Tag Archives: Boeing 747

Korean Air becomes the first airline to operate both versions of the Boeing 747-8

Korean Air (Seoul) and Boeing (Chicago, Seattle and Charleston) yesterday (August 25) marked the delivery of the airline’s first 747-8 Intercontinental. The new fuel-efficient jet is the first of 10 747-8 passenger airplanes the carrier has on order.

Top Copyright Photo: Royal S. King/AirlinersGallery.com. The pictured Boeing 747-8B5 HL7630 (msn 40905) was handed over to the carrier on August 25. The Jumbo is seen landing after a test flight at Paine Field near Everett, WA.

With this delivery, Korean Air becomes the first airline in the world to operate both the passenger and freighter versions of the 747-8. Korean Air currently operates seven 747-8 Freighters.

Korea’s flag carrier currently operates a fleet of 87 Boeing passenger airplanes that includes 737, 747 and 777s. The airline also operates an all-Boeing cargo fleet of 28 747-400, 747-8 and 777 Freighters.

With a range of 7,730 nautical miles (14,310 km), the 747-8 Intercontinental offers 16 percent savings in fuel consumption and emissions over its predecessor, the 747-400, while generating 30 percent less noise. The airplane also features an all-new, 787 Dreamliner-inspired interior that includes a new curved, upswept architecture giving passengers a greater feeling of space and comfort.

Korean Air’s jet is configured with 368 seats and features the brand new First Class Kosmo Suite 2.0, which include a sliding door and higher partitions to provide added privacy for passengers. The suites are also equipped with updated in-flight entertainment systems, with large 24-inch high-definition monitors and new handheld touch remotes.

Above Photo: Boeing.

The airline’s Business Class Prestige Suites (above) will feature staggered seating and privacy panels, along with 18-inch high definition touch screens.

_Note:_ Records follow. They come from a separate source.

use log::error;
use rocket::http::{ContentType, Status};
use rocket::response::{self, Responder, Response};
use rocket::Request;
use std::io::Cursor;
use thiserror::Error;

/// Ballot-box errors. Each variant maps to one protocol status code;
/// responses carry a short text body naming the failure class.
#[derive(Debug, Error)]
pub enum Error {
    #[error("{0}")]
    Protocol(#[from] blindvote::Error),

    #[error("ballot ID mismatch between body and URL")]
    BallotIdMismatch,

    #[error("election ID mismatch between body and URL")]
    ElectionIdMismatch,

    #[error("X-Signature-Key and X-Signature headers are required for DELETE operations")]
    MissingSignatureHeaders,

    #[error("ballot already exists")]
    BallotExists,

    #[error("could not find ballot {1} in election {0}")]
    BallotNotFound(String, String),

    #[error("invalid election or ballot ID")]
    InvalidId,

    #[error("error fetching public key from election clerk server: {0}")]
    ClerkFetch(#[from] reqwest::Error),

    #[error("database error: {0}")]
    Db(#[from] sqlx::Error),
}

impl Error {
    pub fn status(&self) -> Status {
        match self {
            Error::Protocol(_)
            | Error::BallotIdMismatch
            | Error::ElectionIdMismatch
            | Error::MissingSignatureHeaders
            | Error::BallotExists
            | Error::InvalidId => Status::BadRequest,
            Error::BallotNotFound(_, _) => Status::NotFound,
            Error::ClerkFetch(_) | Error::Db(_) => Status::InternalServerError,
        }
    }
}

impl<'r, 'o: 'r> Responder<'r, 'o> for Error {
    fn respond_to(self, _req: &'r Request<'_>) -> response::Result<'o> {
        let status = self.status();
        if status == Status::InternalServerError {
            error!("{}", self);
        }

        let body = self.to_string();
        Response::build()
            .status(status)
            .header(ContentType::Plain)
            .sized_body(body.len(), Cursor::new(body))
            .ok()
    }
}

Korean Air’s Aerospace Division is a key Boeing partner on both the 747-8 and 787 programs, supplying the distinctive raked wing-tips for each model. They are also one of two suppliers producing the new 737 MAX Advanced Technology (AT) Winglet.

Korean Air logo

Korean Air, with a fleet of 161 aircraft, is one of the world’s top 20 airlines, and operates more than 430 flights per day to 128 cities in 45 countries. It is a founding member of the SkyTeam alliance, which together with its 20 members, offers its 612 million annual passengers a worldwide system of more than 16,000 daily flights covering 1,052 destinations in 177 countries.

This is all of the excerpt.